■ **AIM OF THE EXERCISE**: For the entries presented below, indicate the number of lines that include the word "trace", adding nothing else.
[[ DATA TO PROCESS open ]]
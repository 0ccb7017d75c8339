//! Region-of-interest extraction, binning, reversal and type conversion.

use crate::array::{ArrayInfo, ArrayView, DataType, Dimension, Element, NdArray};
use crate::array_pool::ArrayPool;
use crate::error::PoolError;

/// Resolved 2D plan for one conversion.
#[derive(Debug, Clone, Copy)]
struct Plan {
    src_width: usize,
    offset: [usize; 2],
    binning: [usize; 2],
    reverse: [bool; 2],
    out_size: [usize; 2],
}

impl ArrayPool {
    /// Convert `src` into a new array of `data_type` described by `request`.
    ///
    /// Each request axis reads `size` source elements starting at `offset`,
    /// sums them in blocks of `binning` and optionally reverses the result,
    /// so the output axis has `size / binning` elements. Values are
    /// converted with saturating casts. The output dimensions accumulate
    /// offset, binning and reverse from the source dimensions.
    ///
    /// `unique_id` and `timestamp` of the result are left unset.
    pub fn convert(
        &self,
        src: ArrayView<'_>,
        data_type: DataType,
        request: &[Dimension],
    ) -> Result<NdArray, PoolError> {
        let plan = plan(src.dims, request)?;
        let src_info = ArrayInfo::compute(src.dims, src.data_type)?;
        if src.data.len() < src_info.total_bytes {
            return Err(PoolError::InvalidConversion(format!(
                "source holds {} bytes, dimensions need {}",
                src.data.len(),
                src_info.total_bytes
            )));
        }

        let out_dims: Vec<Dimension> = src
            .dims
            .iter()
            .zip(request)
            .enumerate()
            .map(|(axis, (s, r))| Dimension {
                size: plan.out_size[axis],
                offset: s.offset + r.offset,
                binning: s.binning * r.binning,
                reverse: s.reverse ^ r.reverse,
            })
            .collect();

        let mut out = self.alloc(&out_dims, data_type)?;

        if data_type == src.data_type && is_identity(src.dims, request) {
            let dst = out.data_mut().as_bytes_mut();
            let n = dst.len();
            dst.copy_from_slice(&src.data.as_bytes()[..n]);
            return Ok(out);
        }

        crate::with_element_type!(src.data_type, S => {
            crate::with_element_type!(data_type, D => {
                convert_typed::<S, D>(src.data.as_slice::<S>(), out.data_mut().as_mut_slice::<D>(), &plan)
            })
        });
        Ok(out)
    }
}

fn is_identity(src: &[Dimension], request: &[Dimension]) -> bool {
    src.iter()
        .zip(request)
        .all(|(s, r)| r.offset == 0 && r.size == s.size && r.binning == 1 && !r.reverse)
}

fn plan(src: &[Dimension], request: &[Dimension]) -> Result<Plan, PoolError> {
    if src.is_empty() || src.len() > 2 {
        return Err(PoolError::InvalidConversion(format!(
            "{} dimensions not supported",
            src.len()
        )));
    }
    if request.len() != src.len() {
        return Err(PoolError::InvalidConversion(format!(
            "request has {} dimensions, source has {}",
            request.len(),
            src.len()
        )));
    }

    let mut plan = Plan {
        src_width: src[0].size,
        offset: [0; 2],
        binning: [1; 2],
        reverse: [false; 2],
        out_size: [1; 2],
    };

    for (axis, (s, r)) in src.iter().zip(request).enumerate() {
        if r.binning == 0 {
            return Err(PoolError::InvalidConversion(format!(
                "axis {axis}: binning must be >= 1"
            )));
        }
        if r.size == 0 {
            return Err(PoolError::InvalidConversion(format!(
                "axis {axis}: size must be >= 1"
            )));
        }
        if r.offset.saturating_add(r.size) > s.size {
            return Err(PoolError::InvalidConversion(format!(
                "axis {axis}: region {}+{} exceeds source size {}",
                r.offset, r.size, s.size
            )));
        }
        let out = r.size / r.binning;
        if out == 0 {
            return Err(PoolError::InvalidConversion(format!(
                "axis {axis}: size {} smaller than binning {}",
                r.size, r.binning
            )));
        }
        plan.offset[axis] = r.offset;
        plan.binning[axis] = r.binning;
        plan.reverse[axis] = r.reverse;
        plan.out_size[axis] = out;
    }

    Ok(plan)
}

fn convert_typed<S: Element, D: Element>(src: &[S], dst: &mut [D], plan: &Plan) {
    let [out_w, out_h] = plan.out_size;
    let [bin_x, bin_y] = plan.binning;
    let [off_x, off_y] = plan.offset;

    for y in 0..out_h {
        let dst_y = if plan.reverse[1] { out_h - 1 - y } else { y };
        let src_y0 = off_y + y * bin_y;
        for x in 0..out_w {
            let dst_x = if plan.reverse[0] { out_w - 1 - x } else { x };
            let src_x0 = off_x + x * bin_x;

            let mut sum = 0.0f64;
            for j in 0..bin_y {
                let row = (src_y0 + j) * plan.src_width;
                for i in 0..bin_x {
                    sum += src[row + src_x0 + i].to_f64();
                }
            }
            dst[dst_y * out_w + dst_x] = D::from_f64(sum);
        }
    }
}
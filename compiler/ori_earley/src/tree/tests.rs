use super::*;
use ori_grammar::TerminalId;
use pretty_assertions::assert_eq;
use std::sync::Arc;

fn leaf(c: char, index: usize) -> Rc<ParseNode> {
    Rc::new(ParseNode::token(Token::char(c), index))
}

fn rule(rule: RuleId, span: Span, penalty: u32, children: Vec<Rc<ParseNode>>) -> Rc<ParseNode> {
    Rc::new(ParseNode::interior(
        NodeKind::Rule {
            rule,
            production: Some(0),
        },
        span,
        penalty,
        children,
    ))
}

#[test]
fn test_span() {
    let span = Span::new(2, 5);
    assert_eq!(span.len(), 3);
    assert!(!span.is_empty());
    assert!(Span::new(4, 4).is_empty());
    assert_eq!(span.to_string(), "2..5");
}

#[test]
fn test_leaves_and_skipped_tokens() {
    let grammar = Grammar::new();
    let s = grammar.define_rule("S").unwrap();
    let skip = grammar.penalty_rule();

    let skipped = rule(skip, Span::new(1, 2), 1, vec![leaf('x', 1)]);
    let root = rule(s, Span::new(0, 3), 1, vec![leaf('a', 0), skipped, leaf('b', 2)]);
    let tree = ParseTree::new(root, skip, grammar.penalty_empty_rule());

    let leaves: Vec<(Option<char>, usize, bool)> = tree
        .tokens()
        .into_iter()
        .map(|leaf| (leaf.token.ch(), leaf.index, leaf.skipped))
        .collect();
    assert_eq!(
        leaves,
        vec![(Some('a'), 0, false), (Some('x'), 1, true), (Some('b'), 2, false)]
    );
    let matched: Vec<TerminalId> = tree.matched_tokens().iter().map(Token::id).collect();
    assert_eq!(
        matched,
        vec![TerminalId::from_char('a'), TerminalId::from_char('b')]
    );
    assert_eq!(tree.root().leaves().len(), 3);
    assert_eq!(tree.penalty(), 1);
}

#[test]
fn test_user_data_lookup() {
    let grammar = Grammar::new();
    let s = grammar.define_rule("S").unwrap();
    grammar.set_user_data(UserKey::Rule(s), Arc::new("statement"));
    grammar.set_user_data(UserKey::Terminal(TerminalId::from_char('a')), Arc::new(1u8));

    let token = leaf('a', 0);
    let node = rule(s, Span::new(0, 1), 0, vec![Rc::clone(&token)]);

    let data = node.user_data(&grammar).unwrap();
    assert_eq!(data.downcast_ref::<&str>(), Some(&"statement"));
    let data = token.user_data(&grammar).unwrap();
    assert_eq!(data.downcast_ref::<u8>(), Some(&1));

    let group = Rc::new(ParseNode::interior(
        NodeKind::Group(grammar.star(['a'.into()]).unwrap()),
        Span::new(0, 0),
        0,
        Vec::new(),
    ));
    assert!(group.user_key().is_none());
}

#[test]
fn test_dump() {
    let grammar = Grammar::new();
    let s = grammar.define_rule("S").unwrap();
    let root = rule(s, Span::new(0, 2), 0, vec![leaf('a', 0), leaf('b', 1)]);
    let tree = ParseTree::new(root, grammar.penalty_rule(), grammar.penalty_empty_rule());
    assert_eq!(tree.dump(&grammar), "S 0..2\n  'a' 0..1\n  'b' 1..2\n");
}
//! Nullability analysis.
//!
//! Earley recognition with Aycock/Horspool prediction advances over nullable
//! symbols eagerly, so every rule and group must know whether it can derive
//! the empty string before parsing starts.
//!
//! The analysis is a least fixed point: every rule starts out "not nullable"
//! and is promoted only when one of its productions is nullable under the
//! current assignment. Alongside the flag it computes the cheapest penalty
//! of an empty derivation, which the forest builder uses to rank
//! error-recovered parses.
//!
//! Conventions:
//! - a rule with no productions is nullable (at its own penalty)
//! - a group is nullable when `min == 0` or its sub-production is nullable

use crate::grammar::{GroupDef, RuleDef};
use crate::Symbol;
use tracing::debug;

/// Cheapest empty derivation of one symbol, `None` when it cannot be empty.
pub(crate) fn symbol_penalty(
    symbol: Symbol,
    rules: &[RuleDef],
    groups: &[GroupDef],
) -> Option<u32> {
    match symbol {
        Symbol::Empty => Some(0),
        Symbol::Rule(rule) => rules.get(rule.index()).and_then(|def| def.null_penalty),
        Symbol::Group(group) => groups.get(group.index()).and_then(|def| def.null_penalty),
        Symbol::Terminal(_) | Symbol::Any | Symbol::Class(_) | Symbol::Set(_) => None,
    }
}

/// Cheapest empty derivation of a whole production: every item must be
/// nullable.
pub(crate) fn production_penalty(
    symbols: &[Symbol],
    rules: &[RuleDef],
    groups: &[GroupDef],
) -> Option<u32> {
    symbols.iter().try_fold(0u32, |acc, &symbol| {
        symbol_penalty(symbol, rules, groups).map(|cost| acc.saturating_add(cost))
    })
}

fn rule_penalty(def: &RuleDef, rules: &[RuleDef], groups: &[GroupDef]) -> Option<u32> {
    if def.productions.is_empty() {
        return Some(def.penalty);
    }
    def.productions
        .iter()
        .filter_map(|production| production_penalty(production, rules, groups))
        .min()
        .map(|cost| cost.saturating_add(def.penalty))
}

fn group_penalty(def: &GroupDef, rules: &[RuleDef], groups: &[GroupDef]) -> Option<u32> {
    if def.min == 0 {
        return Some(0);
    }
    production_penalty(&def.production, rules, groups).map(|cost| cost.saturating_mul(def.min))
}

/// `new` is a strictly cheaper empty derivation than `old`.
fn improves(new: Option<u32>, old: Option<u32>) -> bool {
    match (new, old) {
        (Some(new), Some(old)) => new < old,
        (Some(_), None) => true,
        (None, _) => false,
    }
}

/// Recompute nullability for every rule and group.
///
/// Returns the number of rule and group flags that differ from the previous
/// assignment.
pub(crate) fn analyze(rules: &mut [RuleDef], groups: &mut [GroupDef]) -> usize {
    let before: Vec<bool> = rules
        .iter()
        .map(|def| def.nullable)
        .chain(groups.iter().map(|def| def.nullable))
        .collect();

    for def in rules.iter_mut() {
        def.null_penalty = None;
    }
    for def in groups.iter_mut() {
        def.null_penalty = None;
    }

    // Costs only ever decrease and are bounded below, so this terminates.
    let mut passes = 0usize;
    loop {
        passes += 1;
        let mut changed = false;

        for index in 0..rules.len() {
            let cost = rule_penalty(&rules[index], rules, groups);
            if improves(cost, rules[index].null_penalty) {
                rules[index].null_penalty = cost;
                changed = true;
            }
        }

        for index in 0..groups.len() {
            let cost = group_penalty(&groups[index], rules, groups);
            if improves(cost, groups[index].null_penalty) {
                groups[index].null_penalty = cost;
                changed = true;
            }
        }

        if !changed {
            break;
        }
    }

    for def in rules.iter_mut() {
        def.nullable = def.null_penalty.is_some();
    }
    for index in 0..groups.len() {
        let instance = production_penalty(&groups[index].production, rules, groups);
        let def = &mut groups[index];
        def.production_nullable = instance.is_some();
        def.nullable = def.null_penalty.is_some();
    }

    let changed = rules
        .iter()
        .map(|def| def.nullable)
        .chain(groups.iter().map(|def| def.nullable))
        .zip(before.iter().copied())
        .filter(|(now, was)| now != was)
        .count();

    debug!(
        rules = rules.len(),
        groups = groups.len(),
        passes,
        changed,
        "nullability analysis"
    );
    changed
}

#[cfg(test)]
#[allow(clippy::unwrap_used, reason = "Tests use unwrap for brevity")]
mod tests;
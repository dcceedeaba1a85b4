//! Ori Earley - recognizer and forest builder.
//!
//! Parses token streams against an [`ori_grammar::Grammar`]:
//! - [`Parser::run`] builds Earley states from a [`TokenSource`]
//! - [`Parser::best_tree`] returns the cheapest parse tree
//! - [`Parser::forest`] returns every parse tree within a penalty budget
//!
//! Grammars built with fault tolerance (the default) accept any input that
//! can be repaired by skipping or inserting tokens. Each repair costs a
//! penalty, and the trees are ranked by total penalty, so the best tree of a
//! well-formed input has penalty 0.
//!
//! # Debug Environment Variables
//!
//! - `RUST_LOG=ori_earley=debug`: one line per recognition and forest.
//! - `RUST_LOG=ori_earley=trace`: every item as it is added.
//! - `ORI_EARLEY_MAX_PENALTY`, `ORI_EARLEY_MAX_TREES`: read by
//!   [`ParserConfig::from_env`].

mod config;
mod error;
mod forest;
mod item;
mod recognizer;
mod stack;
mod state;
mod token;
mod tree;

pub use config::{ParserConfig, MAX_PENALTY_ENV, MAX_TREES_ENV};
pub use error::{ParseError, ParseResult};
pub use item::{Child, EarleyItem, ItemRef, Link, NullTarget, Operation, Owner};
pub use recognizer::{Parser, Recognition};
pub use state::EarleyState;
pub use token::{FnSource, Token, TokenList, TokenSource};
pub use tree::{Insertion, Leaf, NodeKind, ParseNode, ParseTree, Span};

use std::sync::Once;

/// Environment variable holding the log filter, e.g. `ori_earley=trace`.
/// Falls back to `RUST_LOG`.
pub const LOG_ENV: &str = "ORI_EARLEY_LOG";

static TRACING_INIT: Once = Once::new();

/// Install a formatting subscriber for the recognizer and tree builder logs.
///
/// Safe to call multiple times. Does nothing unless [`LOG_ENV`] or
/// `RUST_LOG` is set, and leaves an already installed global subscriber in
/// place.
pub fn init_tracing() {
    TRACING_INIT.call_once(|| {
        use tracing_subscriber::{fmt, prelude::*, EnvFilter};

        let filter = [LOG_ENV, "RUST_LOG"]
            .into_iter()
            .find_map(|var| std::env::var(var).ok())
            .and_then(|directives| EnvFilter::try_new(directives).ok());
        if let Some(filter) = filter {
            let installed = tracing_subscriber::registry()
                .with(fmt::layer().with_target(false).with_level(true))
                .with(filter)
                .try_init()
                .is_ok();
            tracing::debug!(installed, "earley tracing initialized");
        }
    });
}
[[ DATA TO PROCESS closed ]]
■ **TASK SOLUTION**: 2